Barcode medication administration (BCMA) technology can essentially eliminate wrong patient, medication, and dose errors in inpatient settings. A classic study of nontiming medication errors in a system with comprehensive barcoding/electronic medical administration technology found a 41% reduction in errors and a 51% decrease in potential adverse drug events. Timing errors were also reduced by 27% in this institution.

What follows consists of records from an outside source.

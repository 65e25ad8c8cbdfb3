//! Course document ingestion.
//!
//! Course documents arrive pre-chunked (see [`crate::course::CourseDocument`]);
//! ingestion deserializes them, embeds the course title and every chunk, and
//! writes both collections to the vector store. Already-indexed courses are
//! skipped unless forced.

use crate::course::CourseDocument;
use crate::embedding::Embedder;
use crate::error::{PensumError, Result};
use crate::vector_store::{ChunkRecord, CourseRecord, VectorStore};
use std::path::Path;
use std::sync::Arc;
use tracing::{info, instrument, warn};

/// Ingests course documents into the vector store.
pub struct Ingestor {
    store: Arc<dyn VectorStore>,
    embedder: Arc<dyn Embedder>,
}

/// Result of ingesting a single course document.
#[derive(Debug)]
pub struct IngestResult {
    pub course_title: String,
    pub chunks_indexed: usize,
    pub skipped: bool,
}

/// Result of ingesting a folder of course documents.
#[derive(Debug, Default)]
pub struct IngestSummary {
    pub courses_added: usize,
    pub chunks_added: usize,
    pub skipped: usize,
}

impl Ingestor {
    /// Create a new ingestor.
    pub fn new(store: Arc<dyn VectorStore>, embedder: Arc<dyn Embedder>) -> Self {
        Self { store, embedder }
    }

    /// Ingest a single course document file.
    #[instrument(skip(self), fields(path = %path.display()))]
    pub async fn ingest_file(&self, path: &Path, force: bool) -> Result<IngestResult> {
        if !path.is_file() {
            return Err(PensumError::InvalidInput(format!(
                "{}: not a readable file",
                path.display()
            )));
        }

        let content = std::fs::read_to_string(path)?;
        let document: CourseDocument = serde_json::from_str(&content).map_err(|e| {
            PensumError::Ingest(format!("{}: not a course document: {}", path.display(), e))
        })?;

        let title = document.course.title.clone();
        if title.is_empty() {
            return Err(PensumError::Ingest(format!(
                "{}: course title is empty",
                path.display()
            )));
        }

        if !force && self.store.is_course_indexed(&title).await? {
            info!("Course '{}' is already indexed, skipping", title);
            return Ok(IngestResult {
                course_title: title,
                chunks_indexed: 0,
                skipped: true,
            });
        }

        // Re-ingesting replaces the previous records wholesale.
        self.store.delete_course(&title).await?;

        let title_embedding = self.embedder.embed(&title).await?;
        self.store
            .add_course(&CourseRecord::new(document.course.clone(), title_embedding))
            .await?;

        let chunks = document.content_chunks();
        let texts: Vec<String> = chunks.iter().map(|c| c.content.clone()).collect();
        let embeddings = self.embedder.embed_batch(&texts).await?;

        let records: Vec<ChunkRecord> = chunks
            .into_iter()
            .zip(embeddings)
            .map(|(chunk, embedding)| {
                ChunkRecord::new(
                    chunk.course_title,
                    chunk.lesson_number,
                    chunk.chunk_index,
                    chunk.content,
                    embedding,
                )
            })
            .collect();

        let indexed = self.store.add_chunks(&records).await?;
        info!("Indexed course '{}' with {} chunks", title, indexed);

        Ok(IngestResult {
            course_title: title,
            chunks_indexed: indexed,
            skipped: false,
        })
    }

    /// Ingest every `*.json` course document in a folder.
    #[instrument(skip(self), fields(path = %path.display()))]
    pub async fn ingest_dir(&self, path: &Path, force: bool) -> Result<IngestSummary> {
        let mut entries: Vec<_> = std::fs::read_dir(path)?
            .filter_map(|e| e.ok())
            .map(|e| e.path())
            .filter(|p| p.extension().is_some_and(|ext| ext == "json"))
            .collect();
        entries.sort();

        let mut summary = IngestSummary::default();
        for entry in entries {
            match self.ingest_file(&entry, force).await {
                Ok(result) if result.skipped => summary.skipped += 1,
                Ok(result) => {
                    summary.courses_added += 1;
                    summary.chunks_added += result.chunks_indexed;
                }
                Err(e) => {
                    warn!("Skipping {}: {}", entry.display(), e);
                }
            }
        }

        Ok(summary)
    }
}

In theory, BCMA reduces the opportunity for error by using barcode labeling of patients, medications, and medical records to electronically link the right dose of the right medication to right patient at the right time. However, BCMA is subject to a number of usability issues and workarounds that can degrade its effectiveness in practice. Users may encounter blockades in the BCMA workflow, for example, when the patient's arm band is not readable, the medication is not labeled or not in the system, or the scanning equipment malfunctions. A Dutch study using direct observation in four hospitals found nurses used workarounds to solve BCMA workflow blockades in more than two-thirds of medication administrations, and workarounds were associated with a threefold higher risk of medication error. Although smart infusion pumps offer numerous safety advantages, they are also prone to implementation and human factors problems, such as difficult user interfaces and complex programming requirements that create opportunity for serious errors.
A systematic review of interventions to decrease nursing interruptions during medication administration found weak evidence of effectiveness, and a randomized feasibility study of a "do not interrupt" bundle found that though the bundle was moderately effective, it had limited acceptability and sustainability. A related primer on health literacy outlines some of the difficulties patients and family members encounter in understanding their medication regimen, as well as interventions for improving communication and understanding.
Experts on medication administration errors note that progress in the field is hindered by lack of consensus on operational definitions used to classify medication administration errors, along with wide variation in measurement strategies. Furthermore, steps in the medication pathway are complex and interconnected. Substantial improvements in medication safety likely require a comprehensive, systems-oriented approach that integrates all aspects of the medication pathway from initial therapeutic decisions in primary, specialty, or inpatient care, to medication use in the community by patients and families.